Evolutionary game theory with deep learning-based target detection and tracking in sensor networks

Target detection and target localisation/tracking are two distinct but complementary components of target monitoring. Target tracking entails tracking these items over time to forecast their future positions. In contrast, target detection refers to the identification and localization of objects inside a sensor field UAV's range of view. Our method integrates these two essential elements by utilizing deep learning algorithms to increase predictive accuracy and game-theoretic models to optimize decision-making processes. Our research illustrates the unique challenges and approaches involved with these two processes by differentiating them. One of the famous and difficult uses of IoT networks is target tracking, which is the real-time tracking of a mobile object by determining its location and transmitting data as soon as possible. As such, tracking algorithms must be economical and energy-efficient. Optimizing the utilization of sensors by choosing a subset of all deployed sensors at each stage to carry out the tracking process is a crucial component of prediction-based target tracking approaches.

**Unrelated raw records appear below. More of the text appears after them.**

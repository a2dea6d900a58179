pub mod config;
pub mod day;
pub mod del;
pub mod event;
pub mod init;
pub mod log;
pub mod overtime;
pub mod pause;
pub mod report;
pub mod timeoff;
pub mod year;

use crate::config::Config;
use crate::core::{ReportCache, WorkSchedule};
use crate::db::pool::DbPool;
use crate::errors::AppResult;

/// Report engine over the configured database and schedule.
pub(crate) fn open_cache(cfg: &Config) -> AppResult<ReportCache<DbPool, WorkSchedule>> {
    let pool = DbPool::new(&cfg.database)?;
    Ok(ReportCache::new(pool, WorkSchedule::from_config(cfg)).with_first_year(cfg.first_year))
}
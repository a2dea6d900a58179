//! Reduces one day's start/stop events to worked minutes.

use crate::models::event::Event;
use crate::models::ledger::round2;
use chrono::{Days, NaiveDate, NaiveDateTime, NaiveTime, TimeDelta};
use tracing::{debug, warn};

#[derive(Debug, Clone, Default, PartialEq)]
pub struct DayTotals {
    pub worked_minutes: f64,
    /// Earliest session start of the day.
    pub start_time: Option<NaiveTime>,
    /// Latest session end (`now` for a running session, 00:00 for the midnight fallback).
    pub end_time: Option<NaiveTime>,
}

pub struct DayAggregator;

impl DayAggregator {
    /// Pair `start`/`stop` events of `date` in timestamp order.
    ///
    /// A `start` while a session is open and a `stop` with no open session
    /// are skipped. A session still open after the last event runs until
    /// `now` when `date` is today, otherwise until midnight at the end of
    /// `date` (the worker is assumed to have forgotten to stop the clock).
    pub fn aggregate(date: NaiveDate, events: &[Event], now: NaiveDateTime) -> DayTotals {
        let mut day_events: Vec<&Event> = events.iter().filter(|e| e.date() == date).collect();
        day_events.sort_by_key(|e| e.timestamp);

        let mut total = TimeDelta::zero();
        let mut open: Option<NaiveDateTime> = None;
        let mut start_time: Option<NaiveTime> = None;
        let mut end_time: Option<NaiveTime> = None;

        for ev in day_events {
            match open {
                None if ev.action.is_start() => {
                    open = Some(ev.timestamp);
                    start_time.get_or_insert(ev.timestamp.time());
                }
                Some(session_start) if ev.action.is_stop() => {
                    total += ev.timestamp - session_start;
                    end_time = Some(ev.timestamp.time());
                    open = None;
                }
                _ => debug!(
                    timestamp = %ev.timestamp_str(),
                    action = %ev.action,
                    "skipping unmatched event"
                ),
            }
        }

        if let Some(session_start) = open {
            if date == now.date() {
                if now < session_start {
                    warn!(%now, %session_start, "clock is earlier than the open session start");
                }
                let end = now.max(session_start);
                total += end - session_start;
                end_time = Some(end.time());
            } else {
                let midnight = date
                    .checked_add_days(Days::new(1))
                    .map(|next| next.and_time(NaiveTime::MIN))
                    .unwrap_or(session_start);
                total += midnight - session_start;
                end_time = Some(NaiveTime::MIN);
            }
        }

        DayTotals {
            worked_minutes: round2(total.num_seconds() as f64 / 60.0),
            start_time,
            end_time,
        }
    }
}
use crate::cli::parser::Commands;
use crate::config::Config;
use crate::core::log::LogLogic;
use crate::db::pool::DbPool;
use crate::errors::AppResult;

pub fn handle(cmd: &Commands, cfg: &Config) -> AppResult<()> {
    if let Commands::Log { print } = cmd
        && *print
    {
        let pool = DbPool::new(&cfg.database)?;
        LogLogic::print_log(&pool)?;
    }
    Ok(())
}
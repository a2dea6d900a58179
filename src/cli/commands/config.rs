use crate::cli::parser::Commands;
use crate::config::Config;
use crate::core::config::ConfigLogic;
use crate::errors::AppResult;
use crate::ui::messages::{info, success};

pub fn handle(cmd: &Commands, cfg: &Config) -> AppResult<()> {
    if let Commands::Config {
        print_config,
        edit_config,
        editor,
    } = cmd
    {
        let path = Config::config_file();

        if *print_config {
            ConfigLogic::print(&path, cfg)?;
        }

        if *edit_config {
            if !path.exists() {
                info(format!("Creating {} with defaults", path.display()));
                if let Some(dir) = path.parent() {
                    std::fs::create_dir_all(dir)?;
                }
                cfg.save_to(&path)?;
            }
            ConfigLogic::edit(&path, editor)?;
            success("Configuration updated.");
        }

        if !*print_config && !*edit_config {
            info("Nothing to do: use --print or --edit");
        }
    }
    Ok(())
}
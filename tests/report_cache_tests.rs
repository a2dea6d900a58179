use chrono::NaiveDateTime;
use std::cell::Cell;
use std::rc::Rc;
use timeledger::core::{CacheState, CacheStats, Clock, ReportCache};
use timeledger::db::DbPool;
use timeledger::db::store::EventStore;
use timeledger::errors::AppError;
use timeledger::models::action::EventAction;
use timeledger::models::overtime::OvertimeTotals;

mod common;
use common::{cache_at, d, office_schedule, session, ts};

/// Clock the test can move forward while the cache holds it.
#[derive(Clone)]
struct SharedClock(Rc<Cell<NaiveDateTime>>);

impl Clock for SharedClock {
    fn now(&self) -> NaiveDateTime {
        self.0.get()
    }
}

#[test]
fn second_request_is_a_hit_with_identical_ledger() {
    let mut cache = cache_at("2025-03-15T12:00");
    session(cache.store_mut(), "2025-01-02T06:00", "2025-01-02T14:30");

    let first = cache.get_month(2025, 1).unwrap();
    let second = cache.get_month(2025, 1).unwrap();

    assert_eq!(first, second);
    assert_eq!(cache.stats(), CacheStats { hits: 1, misses: 1 });
    assert_eq!(cache.state(2025, 1), CacheState::Cached);
}

#[test]
fn new_event_is_reflected_after_cache_hit() {
    let mut cache = cache_at("2025-03-15T12:00");
    session(cache.store_mut(), "2025-01-02T06:00", "2025-01-02T14:30");

    let before = cache.get_month(2025, 1).unwrap();
    session(cache.store_mut(), "2025-01-03T08:00", "2025-01-03T09:00");
    let after = cache.get_month(2025, 1).unwrap();

    assert_ne!(before.content_hash, after.content_hash);
    assert_eq!(after.row(d(2025, 1, 3)).unwrap().worked_minutes, 60.0);
    assert_eq!(cache.stats().misses, 2);
}

#[test]
fn pause_change_invalidates_month() {
    let mut cache = cache_at("2025-03-15T12:00");
    session(cache.store_mut(), "2025-01-02T06:00", "2025-01-02T14:30");
    cache.get_month(2025, 1).unwrap();

    cache.store_mut().add_pause(30, d(2025, 1, 2)).unwrap();
    let ledger = cache.get_month(2025, 1).unwrap();

    assert_eq!(ledger.row(d(2025, 1, 2)).unwrap().overtime_minutes, 0.0);
}

#[test]
fn current_month_is_always_rebuilt() {
    let mut cache = cache_at("2025-01-02T10:00");
    cache
        .store_mut()
        .add_event(EventAction::Start, ts("2025-01-02T06:00"), None)
        .unwrap();

    let ledger = cache.get_month(2025, 1).unwrap();
    cache.get_month(2025, 1).unwrap();

    assert_eq!(ledger.row(d(2025, 1, 2)).unwrap().worked_minutes, 240.0);
    assert_eq!(cache.stats(), CacheStats { hits: 0, misses: 2 });
}

#[test]
fn invalid_month_is_a_typed_error() {
    let mut cache = cache_at("2025-03-15T12:00");
    let err = cache.get_month(2025, 13).unwrap_err();
    assert!(matches!(err, AppError::InvalidPeriod { year: 2025, month: 13 }));
    assert_eq!(cache.state(2025, 13), CacheState::Uncomputed);
}

#[test]
fn time_off_credit_is_idempotent() {
    let mut cache = cache_at("2025-08-10T12:00");
    session(cache.store_mut(), "2025-07-01T08:00", "2025-07-01T16:00");
    cache.store_mut().add_time_off(d(2025, 7, 4), "Vacation").unwrap();

    let once = cache.get_month(2025, 7).unwrap();
    cache.store_mut().add_time_off(d(2025, 7, 4), "Vacation").unwrap();
    let twice = cache.get_month(2025, 7).unwrap();

    assert_eq!(once, twice);
    let row = twice.row(d(2025, 7, 4)).unwrap();
    assert_eq!(row.worked_minutes, 480.0);
    assert_eq!(row.overtime_minutes, 0.0);
}

#[test]
fn invalidate_marks_entries_stale() {
    let mut cache = cache_at("2025-03-15T12:00");
    session(cache.store_mut(), "2025-01-02T06:00", "2025-01-02T14:30");
    session(cache.store_mut(), "2025-02-03T08:00", "2025-02-03T16:00");
    cache.get_month(2025, 1).unwrap();
    cache.get_month(2025, 2).unwrap();

    cache.invalidate(2025, 1);
    assert_eq!(cache.state(2025, 1), CacheState::Stale);
    assert_eq!(cache.state(2025, 2), CacheState::Cached);
    assert_eq!(cache.cached_ledgers().count(), 1);

    cache.get_month(2025, 1).unwrap();
    assert_eq!(cache.state(2025, 1), CacheState::Cached);

    cache.invalidate_all();
    assert_eq!(cache.cached_ledgers().count(), 0);
}

#[test]
fn empty_history_has_zero_overtime() {
    let mut cache = cache_at("2025-03-15T12:00");
    assert_eq!(cache.overtime_totals().unwrap(), OvertimeTotals::default());
    let totals = cache.overtime_totals().unwrap();
    assert_eq!(totals.all_time, 0.0);
    assert!(totals.by_year.is_empty());
}

#[test]
fn overtime_totals_are_grouped_by_year() {
    let mut cache = cache_at("2025-01-20T12:00");
    session(cache.store_mut(), "2024-12-02T08:00", "2024-12-02T16:30");
    session(cache.store_mut(), "2025-01-02T08:00", "2025-01-02T17:00");

    let totals = cache.overtime_totals().unwrap();

    let december = cache.get_month(2024, 12).unwrap().total_overtime();
    let january = cache.get_month(2025, 1).unwrap().total_overtime();
    assert_eq!(totals.for_year(2024), december);
    assert_eq!(totals.for_year(2025), january);
    assert_eq!(totals.all_time, december + january);
    assert_eq!(totals.by_year.len(), 2);
}

#[test]
fn deleted_month_drops_out_of_overtime() {
    let mut cache = cache_at("2025-03-15T12:00");
    session(cache.store_mut(), "2025-01-02T08:00", "2025-01-02T17:00");
    assert!(cache.overtime_totals().unwrap().by_year.contains_key(&2025));

    cache.store_mut().delete_event(ts("2025-01-02T08:00")).unwrap();
    cache.store_mut().delete_event(ts("2025-01-02T17:00")).unwrap();

    assert_eq!(cache.overtime_totals().unwrap(), OvertimeTotals::default());
}

#[test]
fn year_summary_lists_months_with_data() {
    let mut cache = cache_at("2025-12-31T12:00");
    session(cache.store_mut(), "2025-01-02T06:00", "2025-01-02T14:30");
    session(cache.store_mut(), "2025-03-03T08:00", "2025-03-03T16:00");

    let months = cache.year_summary(2025).unwrap();
    let keys: Vec<u32> = months.iter().map(|m| m.month).collect();
    assert_eq!(keys, vec![1, 3]);
    assert_eq!(months[0].worked_minutes, cache.get_month(2025, 1).unwrap().total_worked());
}

#[test]
fn day_detail_reports_events_and_pause() {
    let mut cache = cache_at("2025-03-15T12:00");
    session(cache.store_mut(), "2025-01-02T06:00", "2025-01-02T14:30");
    cache.store_mut().add_pause(20, d(2025, 1, 2)).unwrap();

    let detail = cache.day_detail(d(2025, 1, 2)).unwrap();
    assert_eq!(detail.events.len(), 2);
    assert_eq!(detail.pause_minutes, 20);
    assert_eq!(detail.totals.worked_minutes, 510.0);
}

#[test]
fn free_days_merge_holidays_and_time_off_on_workdays() {
    let mut cache = cache_at("2025-03-15T12:00");
    cache.store_mut().add_time_off(d(2025, 7, 4), "Vacation").unwrap();
    cache.store_mut().add_time_off(d(2025, 7, 5), "Vacation").unwrap();

    let free = cache.free_days(2025).unwrap();
    assert!(free.contains(&d(2025, 7, 4)));
    // Saturday is not a workday
    assert!(!free.contains(&d(2025, 7, 5)));
}

#[test]
fn month_cached_while_current_is_rebuilt_once_past() {
    let instant = Rc::new(Cell::new(ts("2025-01-20T12:00")));
    let pool = DbPool::in_memory().unwrap();
    let mut cache = ReportCache::with_clock(pool, office_schedule(), SharedClock(instant.clone()));
    session(cache.store_mut(), "2025-01-02T08:00", "2025-01-02T16:00");

    let while_current = cache.get_month(2025, 1).unwrap();
    assert_eq!(while_current.row(d(2025, 1, 21)).unwrap().target_minutes, 0.0);
    assert_eq!(cache.state(2025, 1), CacheState::Cached);

    instant.set(ts("2025-02-03T09:00"));
    let once_past = cache.get_month(2025, 1).unwrap();

    assert_ne!(while_current.content_hash, once_past.content_hash);
    assert_eq!(once_past.row(d(2025, 1, 21)).unwrap().target_minutes, 480.0);
    assert_eq!(once_past.row(d(2025, 1, 21)).unwrap().overtime_minutes, -480.0);
    assert_eq!(cache.stats(), CacheStats { hits: 0, misses: 2 });

    // settled: later requests are served from the cache
    instant.set(ts("2025-03-10T09:00"));
    assert_eq!(cache.get_month(2025, 1).unwrap(), once_past);
    assert_eq!(cache.stats(), CacheStats { hits: 1, misses: 2 });
}
//! Formatting utilities used for CLI outputs.

use ansi_term::Colour;

/// Format minutes as `HHh MMm` (or `HH:MM` when `short`), optionally signed.
pub fn mins2readable(mins: f64, want_sign: bool, short: bool) -> String {
    let total = mins.round() as i64;
    let abs_m = total.abs();
    let hours = abs_m / 60;
    let minutes = abs_m % 60;

    let sign = if total > 0 && want_sign {
        "+"
    } else if total < 0 {
        "-"
    } else {
        ""
    };

    if short {
        format!("{}{:02}:{:02}", sign, hours, minutes)
    } else {
        format!("{}{:02}h {:02}m", sign, hours, minutes)
    }
}

/// Overtime in green, undertime in red, zero uncoloured.
pub fn colorize_overtime(mins: f64) -> String {
    let text = mins2readable(mins, true, false);
    if mins.round() > 0.0 {
        Colour::Green.paint(text).to_string()
    } else if mins.round() < 0.0 {
        Colour::Red.paint(text).to_string()
    } else {
        text
    }
}

pub fn optional_time(t: Option<chrono::NaiveTime>) -> String {
    t.map(|t| t.format("%H:%M").to_string())
        .unwrap_or_else(|| "--:--".to_string())
}

pub fn month_name(month: u32) -> &'static str {
    match month {
        1 => "January",
        2 => "February",
        3 => "March",
        4 => "April",
        5 => "May",
        6 => "June",
        7 => "July",
        8 => "August",
        9 => "September",
        10 => "October",
        11 => "November",
        12 => "December",
        _ => "?",
    }
}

Target tracking involves calculating the position of a target as it moves over time; therefore, incorporating a memory aspect into the strategy is crucial. Many publications in the literature take into account the target's current state to predict its future state; they do not take into account the environment's past states. The use of game theory, a reliable framework for simulating strategic interactions, is the basis of this study. Modeling interactions between many elements, such as targets and sensors, in strategic games is made possible by game theory. The paper investigates the best practices for nodes of sensors to track targets while cooperating in taking resource limitations and uncertainties into account by rephrasing the issue of tracking as a game. This research is novel because of how game theory and deep learning interact. The Generative Adversarial Network (GAN) is a machine learning model that analyzes sensor data and forecasts target trajectories. These models adjust and enhance their tracking abilities with time by gaining knowledge from past data and sensor readings. The present study is a noteworthy advancement in developing sensor-based systems with practical uses.